Collected data:
--------
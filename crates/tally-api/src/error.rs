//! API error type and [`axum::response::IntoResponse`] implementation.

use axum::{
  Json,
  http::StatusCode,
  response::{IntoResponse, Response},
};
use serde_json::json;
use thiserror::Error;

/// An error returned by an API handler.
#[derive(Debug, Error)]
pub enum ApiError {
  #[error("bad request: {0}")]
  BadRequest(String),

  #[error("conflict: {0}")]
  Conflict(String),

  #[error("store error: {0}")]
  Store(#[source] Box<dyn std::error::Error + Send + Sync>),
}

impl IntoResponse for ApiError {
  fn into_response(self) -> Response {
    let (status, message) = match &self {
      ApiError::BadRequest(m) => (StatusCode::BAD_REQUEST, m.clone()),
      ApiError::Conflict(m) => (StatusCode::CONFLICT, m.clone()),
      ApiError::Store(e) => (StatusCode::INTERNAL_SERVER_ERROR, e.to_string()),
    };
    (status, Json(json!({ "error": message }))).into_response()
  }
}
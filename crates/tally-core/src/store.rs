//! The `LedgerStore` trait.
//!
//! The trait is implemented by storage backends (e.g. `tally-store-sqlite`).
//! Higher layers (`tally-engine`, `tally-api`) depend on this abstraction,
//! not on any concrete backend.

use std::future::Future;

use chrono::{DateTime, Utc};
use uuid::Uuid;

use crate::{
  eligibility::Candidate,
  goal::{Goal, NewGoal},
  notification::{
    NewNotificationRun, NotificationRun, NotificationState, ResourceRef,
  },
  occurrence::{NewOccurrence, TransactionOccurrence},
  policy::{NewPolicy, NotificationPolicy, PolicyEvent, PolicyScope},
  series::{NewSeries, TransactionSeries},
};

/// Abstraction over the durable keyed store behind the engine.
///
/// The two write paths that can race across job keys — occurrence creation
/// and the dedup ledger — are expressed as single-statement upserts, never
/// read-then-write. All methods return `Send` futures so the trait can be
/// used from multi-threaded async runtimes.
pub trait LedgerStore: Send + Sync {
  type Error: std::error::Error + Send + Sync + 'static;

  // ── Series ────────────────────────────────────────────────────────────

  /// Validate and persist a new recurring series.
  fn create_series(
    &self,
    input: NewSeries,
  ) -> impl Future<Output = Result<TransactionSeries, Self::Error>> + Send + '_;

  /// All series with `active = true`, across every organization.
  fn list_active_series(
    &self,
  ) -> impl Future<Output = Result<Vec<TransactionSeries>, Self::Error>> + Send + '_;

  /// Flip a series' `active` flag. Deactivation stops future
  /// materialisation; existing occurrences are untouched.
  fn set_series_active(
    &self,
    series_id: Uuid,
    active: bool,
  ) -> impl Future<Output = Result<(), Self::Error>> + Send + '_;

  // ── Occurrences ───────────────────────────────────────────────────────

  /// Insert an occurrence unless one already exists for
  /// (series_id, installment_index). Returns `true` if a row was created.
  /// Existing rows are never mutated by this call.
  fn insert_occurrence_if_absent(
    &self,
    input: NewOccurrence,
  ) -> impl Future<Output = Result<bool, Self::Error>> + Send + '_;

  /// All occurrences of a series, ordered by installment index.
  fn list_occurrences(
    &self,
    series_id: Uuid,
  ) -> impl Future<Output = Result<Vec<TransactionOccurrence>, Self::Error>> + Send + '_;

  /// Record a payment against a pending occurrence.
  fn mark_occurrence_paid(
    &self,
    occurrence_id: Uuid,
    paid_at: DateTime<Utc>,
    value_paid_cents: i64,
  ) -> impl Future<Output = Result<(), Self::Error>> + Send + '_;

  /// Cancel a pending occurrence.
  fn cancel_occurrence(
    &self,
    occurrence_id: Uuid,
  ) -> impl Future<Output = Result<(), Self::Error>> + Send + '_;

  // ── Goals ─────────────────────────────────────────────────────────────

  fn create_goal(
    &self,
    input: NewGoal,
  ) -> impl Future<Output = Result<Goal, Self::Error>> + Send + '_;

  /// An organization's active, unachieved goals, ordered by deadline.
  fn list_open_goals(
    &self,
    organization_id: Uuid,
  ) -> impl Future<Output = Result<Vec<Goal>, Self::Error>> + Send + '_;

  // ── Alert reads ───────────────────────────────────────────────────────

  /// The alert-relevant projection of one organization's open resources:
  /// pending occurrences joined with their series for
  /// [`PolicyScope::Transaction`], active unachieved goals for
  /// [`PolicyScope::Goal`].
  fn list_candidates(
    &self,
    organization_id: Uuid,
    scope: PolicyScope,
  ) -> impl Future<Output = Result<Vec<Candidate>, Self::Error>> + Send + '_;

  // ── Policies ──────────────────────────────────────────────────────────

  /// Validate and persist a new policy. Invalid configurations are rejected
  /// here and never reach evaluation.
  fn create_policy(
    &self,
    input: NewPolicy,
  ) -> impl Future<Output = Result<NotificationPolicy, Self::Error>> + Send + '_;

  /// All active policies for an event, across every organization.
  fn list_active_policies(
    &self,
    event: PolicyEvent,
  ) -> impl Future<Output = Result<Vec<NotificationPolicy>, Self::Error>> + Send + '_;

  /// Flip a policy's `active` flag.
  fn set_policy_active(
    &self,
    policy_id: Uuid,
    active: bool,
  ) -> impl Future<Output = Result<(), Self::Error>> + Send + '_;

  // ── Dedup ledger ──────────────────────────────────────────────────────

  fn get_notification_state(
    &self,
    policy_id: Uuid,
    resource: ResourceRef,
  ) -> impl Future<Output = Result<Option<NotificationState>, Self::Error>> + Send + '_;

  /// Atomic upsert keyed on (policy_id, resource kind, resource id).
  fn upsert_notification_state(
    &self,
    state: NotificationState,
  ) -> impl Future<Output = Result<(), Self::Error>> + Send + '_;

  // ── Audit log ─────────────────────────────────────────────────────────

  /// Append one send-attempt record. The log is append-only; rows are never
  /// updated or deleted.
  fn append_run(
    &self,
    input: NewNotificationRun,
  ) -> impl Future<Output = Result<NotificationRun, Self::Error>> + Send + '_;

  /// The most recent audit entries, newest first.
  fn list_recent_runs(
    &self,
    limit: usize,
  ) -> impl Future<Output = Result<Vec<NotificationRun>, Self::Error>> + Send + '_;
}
--------
■ Aim of the task: Some lines above contain the word "NewNotificationRun". Copy each of them.

■ Solution for this exercise:
    NewNotificationRun, NotificationRun, NotificationState, ResourceRef,
    input: NewNotificationRun,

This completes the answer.